EXTRACTED RECORDS ->
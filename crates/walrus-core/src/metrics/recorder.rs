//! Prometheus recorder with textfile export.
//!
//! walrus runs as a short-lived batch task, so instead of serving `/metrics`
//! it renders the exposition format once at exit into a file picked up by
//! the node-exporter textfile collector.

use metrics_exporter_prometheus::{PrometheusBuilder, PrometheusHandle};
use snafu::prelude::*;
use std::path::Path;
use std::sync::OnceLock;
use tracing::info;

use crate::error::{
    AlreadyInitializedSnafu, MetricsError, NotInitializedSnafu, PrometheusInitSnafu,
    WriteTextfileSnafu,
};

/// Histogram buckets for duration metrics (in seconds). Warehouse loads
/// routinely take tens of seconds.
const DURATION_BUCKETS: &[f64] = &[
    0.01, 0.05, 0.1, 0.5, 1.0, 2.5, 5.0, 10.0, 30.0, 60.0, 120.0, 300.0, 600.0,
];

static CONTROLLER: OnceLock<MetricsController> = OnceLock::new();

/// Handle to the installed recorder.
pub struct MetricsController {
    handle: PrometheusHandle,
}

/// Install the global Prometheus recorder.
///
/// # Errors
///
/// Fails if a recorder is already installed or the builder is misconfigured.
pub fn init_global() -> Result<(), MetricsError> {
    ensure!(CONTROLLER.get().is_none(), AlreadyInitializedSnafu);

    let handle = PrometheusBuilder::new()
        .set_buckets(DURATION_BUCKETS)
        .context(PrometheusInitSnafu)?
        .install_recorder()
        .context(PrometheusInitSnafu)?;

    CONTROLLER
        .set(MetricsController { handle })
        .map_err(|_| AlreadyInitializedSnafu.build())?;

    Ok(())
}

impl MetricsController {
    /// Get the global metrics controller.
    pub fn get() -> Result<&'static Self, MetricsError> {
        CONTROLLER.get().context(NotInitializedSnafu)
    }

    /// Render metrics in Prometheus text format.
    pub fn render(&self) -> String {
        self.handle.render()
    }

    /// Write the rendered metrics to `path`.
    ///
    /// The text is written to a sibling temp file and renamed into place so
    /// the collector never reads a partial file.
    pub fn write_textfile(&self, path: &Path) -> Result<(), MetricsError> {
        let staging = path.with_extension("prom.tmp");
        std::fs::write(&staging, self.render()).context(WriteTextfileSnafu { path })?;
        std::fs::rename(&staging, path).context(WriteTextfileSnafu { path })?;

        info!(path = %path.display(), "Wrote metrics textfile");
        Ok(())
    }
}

INSTRUCTIONS TO FOLLOW -> Count the lines in the entries above that hold the string "info", and give that count without any other text.

TASK RESPONSE -> 2